The complaint says “The Heights knew that Mrs. Iverson received in-home care regularly, twice a week. The Heights knew that Mrs. Iverson was not living independently, but rather relied on family and an in-home caregiver to meet her needs related to health and safety.”

The lawsuit is seeking $13 million in damages against The Heights and its parent company, Independent Living Ventures LLC, for wrongful death, negligence, breach of contract and warranty, and abuse of a vulnerable person.

The least the staff members could have done, Iverson said, is check on his mother or call him to notify him of the dangers.
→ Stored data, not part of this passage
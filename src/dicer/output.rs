use crate::util::limit;
use crate::{MidiError, Transport};

use super::{Dicer, DicerMode, DicerUnit};

/// Status byte of the master's first page; pages 1 and 2 follow
pub(crate) const MASTER_BASE: u8 = 154;
/// Status byte of the slave's first page; pages 1 and 2 follow
pub(crate) const SLAVE_BASE: u8 = 157;
/// Note number of the first big button
pub(crate) const FIRST_BUTTON_NOTE: u8 = 60;

const MASTER_CONTROL: u8 = 186;
const SLAVE_CONTROL: u8 = 189;
const MODE_CONTROLLER: u8 = 17;

impl DicerUnit {
    fn control_status(self) -> u8 {
        match self {
            Self::Master => MASTER_CONTROL,
            Self::Slave => SLAVE_CONTROL,
        }
    }
}

/// Turns off all LEDs and restores the power-on state. A running light show keeps running.
pub(crate) fn reset(transport: &mut Transport) -> Result<(), MidiError> {
    transport.send_short(MASTER_CONTROL, 0, 0)
}

/// `(status, note)` of an LED number, or `None` if there is no such LED
fn address(number: u8) -> Option<(u8, u8)> {
    let (base, number) = match number {
        0..=100 => (MASTER_BASE, number),
        101..=130 => (SLAVE_BASE, number - 100),
        _ => return None,
    };
    let page = number / 10;
    if page > 2 {
        return None;
    }
    // pages are ten apart, so the slot never exceeds 9
    let slot = number - page * 10;
    Some((base + page, slot + FIRST_BUTTON_NOTE - 1))
}

impl Dicer {
    /// Turns off all LEDs without touching any other setting.
    pub fn led_all_off(&mut self) -> Result<(), MidiError> {
        self.transport_mut().send_short(MASTER_CONTROL, 0, 112)
    }

    /// Lights an LED by its number (see the module documentation). `hue` goes from red (0) to
    /// green (7), `intensity` from off (0) to full (15); larger values are clamped. Numbers
    /// without an LED are ignored.
    pub fn led_ctrl_raw(&mut self, number: u8, hue: u8, intensity: u8) -> Result<(), MidiError> {
        let Some((status, note)) = address(number) else {
            return Ok(());
        };
        let color = (limit(hue, 7) << 4) | limit(intensity, 15);
        self.transport_mut().send_short(status, note, color)
    }

    /// Starts or stops the built-in light show of one unit.
    pub fn led_set_lightshow(&mut self, unit: DicerUnit, enable: bool) -> Result<(), MidiError> {
        let value = if enable { 40 } else { 41 };
        self.transport_mut()
            .send_short(unit.control_status(), 0, value)
    }

    /// Puts one unit into `mode`.
    pub fn mode_set(&mut self, unit: DicerUnit, mode: DicerMode) -> Result<(), MidiError> {
        log::debug!("switching Dicer {:?} to {:?}", unit, mode);
        self.transport_mut()
            .send_short(unit.control_status(), MODE_CONTROLLER, mode as u8)
    }
}
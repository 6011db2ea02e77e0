/// Limits `value` to `0..=max`. LED arguments are clamped rather than rejected.
pub fn limit(value: u8, max: u8) -> u8 {
    value.min(max)
}

/// Lowercase substring test used for port matching.
pub fn contains_ignore_case(haystack: &str, needle: &str) -> bool {
    haystack.to_lowercase().contains(&needle.to_lowercase())
}
/*!
Protocol codecs for the Novation Launchpad family of MIDI grid controllers: the classic
Launchpad (and Launchpad S / Mini), Launchpad Pro, Launchpad Mk2, Launch Control XL, LaunchKey
Mini and Dicer.

Every device is driven through a [`Device`] handle. A handle finds its ports by name, binds
them, and translates between the device's MIDI dialect and plain Rust types: LED writes go out as
the exact bytes the hardware expects, and incoming messages come back as [`ButtonEvent`]s or
[`InputEvent`]s.

```no_run
use std::sync::Arc;
use padlink::classic::{Color, Launchpad};

let mut launchpad = Launchpad::new(Arc::new(padlink::MidirBackend));
launchpad.open(0, "Launchpad")?;
launchpad.button_flush();
launchpad.reset()?;

loop {
    let event = launchpad.wait_xy(None, None)?;
    if let Some(coordinate) = event.button.coordinate() {
        let color = if event.pressed { Color::GREEN } else { Color::BLACK };
        launchpad.led_ctrl_xy(coordinate.x, coordinate.y, color)?;
    }
}
# Ok::<(), Box<dyn std::error::Error>>(())
```

# Receiving

Incoming messages are queued as they arrive. [`Device::button_state_raw`] returns the next
decodable event without blocking, [`Device::wait`] blocks until one arrives, a timeout passes or
a [`CancelToken`] fires. Messages that carry no input (replies, pressure updates and the broken
SysEx pieces some devices emit) are dropped on the way.

A handle is `Send` but does no locking of its own. Move it to the thread that drives the device,
or wrap it in a mutex to share it between a writer and a reader.

# Testing without hardware

The [`mock`] module has an in-memory [`MidiBackend`] that records what was sent and lets you
inject incoming messages.
*/

mod util;

mod errors;
pub use errors::*;

pub mod message;
pub use message::RawMessage;

mod midi_io;
pub use midi_io::*;

mod discovery;
pub use discovery::*;

mod event;
pub use event::*;

mod device;
pub use device::*;

mod model;
pub use model::*;

pub mod bindings;
pub use bindings::{Binding, Bindings};

pub mod mock;

pub mod launchpad;
pub use launchpad as classic;

pub mod launchpad_pro;
pub use launchpad_pro as pro;

pub mod launch_control_xl;
pub use launch_control_xl as control_xl;

pub mod launchkey_mini;

pub mod dicer;

pub mod prelude {
    pub use crate::device::{Codec, LedGrid, XyCodec};
    pub use crate::midi_io::MidiBackend;
}

/// Identifier used for e.g. the midi port names etc.
const APPLICATION_NAME: &str = "Padlink";
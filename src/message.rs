//! Raw MIDI messages as they come off the wire, before any device-specific decoding.

/// Start byte of a System Exclusive frame
pub const SYSEX_START: u8 = 0xF0;
/// End byte of a System Exclusive frame
pub const SYSEX_END: u8 = 0xF7;

/// Note on status byte, channel 1
pub const NOTE_ON: u8 = 144;
/// Note off status byte, channel 1
pub const NOTE_OFF: u8 = 128;
/// Control change status byte, channel 1
pub const CONTROL_CHANGE: u8 = 176;
/// Channel pressure status byte, channel 1
pub const CHANNEL_PRESSURE: u8 = 208;

/// One received MIDI message.
///
/// The Launchpads occasionally deliver broken SysEx pieces interleaved with regular note data, so
/// anything that is neither a channel message nor a complete SysEx frame ends up as a
/// [`RawMessage::Fragment`]. Device decoders treat fragments as noise.
#[derive(Debug, Clone, Eq, PartialEq, Hash)]
#[cfg_attr(feature = "serde", derive(serde::Serialize, serde::Deserialize))]
pub enum RawMessage {
    /// A channel message. Two-byte messages (program change, channel pressure) carry `data2 = 0`.
    Short { status: u8, data1: u8, data2: u8 },
    /// A complete SysEx frame; the payload excludes the `0xF0`/`0xF7` framing bytes.
    SysEx(Vec<u8>),
    /// Truncated or otherwise unparseable bytes.
    Fragment(Vec<u8>),
}

impl RawMessage {
    pub fn short(status: u8, data1: u8, data2: u8) -> Self {
        Self::Short {
            status,
            data1,
            data2,
        }
    }

    pub fn from_bytes(bytes: &[u8]) -> Self {
        match *bytes {
            [status @ 0x80..=0xEF, data1 @ 0..=0x7F, data2 @ 0..=0x7F] => {
                Self::short(status, data1, data2)
            }
            [status @ 0xC0..=0xDF, data1 @ 0..=0x7F] => Self::short(status, data1, 0),
            [SYSEX_START, ref payload @ .., SYSEX_END]
                if payload.iter().all(|&byte| byte < 0x80) =>
            {
                Self::SysEx(payload.to_vec())
            }
            _ => Self::Fragment(bytes.to_vec()),
        }
    }

    /// The status byte for channel messages, `None` for SysEx frames and fragments.
    pub fn status(&self) -> Option<u8> {
        match *self {
            Self::Short { status, .. } => Some(status),
            _ => None,
        }
    }

    /// The `(status, data1, data2)` triple of a channel message.
    pub fn as_short(&self) -> Option<(u8, u8, u8)> {
        match *self {
            Self::Short {
                status,
                data1,
                data2,
            } => Some((status, data1, data2)),
            _ => None,
        }
    }

    /// Serializes the message back into wire bytes.
    pub fn to_bytes(&self) -> Vec<u8> {
        match self {
            Self::Short {
                status,
                data1,
                data2,
            } => vec![*status, *data1, *data2],
            Self::SysEx(payload) => frame_sysex(payload),
            Self::Fragment(bytes) => bytes.clone(),
        }
    }
}

/// Wraps `payload` in the SysEx start and end bytes.
pub fn frame_sysex(payload: &[u8]) -> Vec<u8> {
    let mut bytes = Vec::with_capacity(payload.len() + 2);
    bytes.push(SYSEX_START);
    bytes.extend_from_slice(payload);
    bytes.push(SYSEX_END);
    bytes
}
According to court documents, the facility created a “one-page typed memorandum” that included instructions for residents to find other places to stay during the heat wave, but that “many residents on the fourth floor did not get the memorandum,” including Charlotte.

“Their calloused indifference towards care led to two deaths on that floor,” Iverson said.

Messages for The Heights and its parent company were not returned Thursday.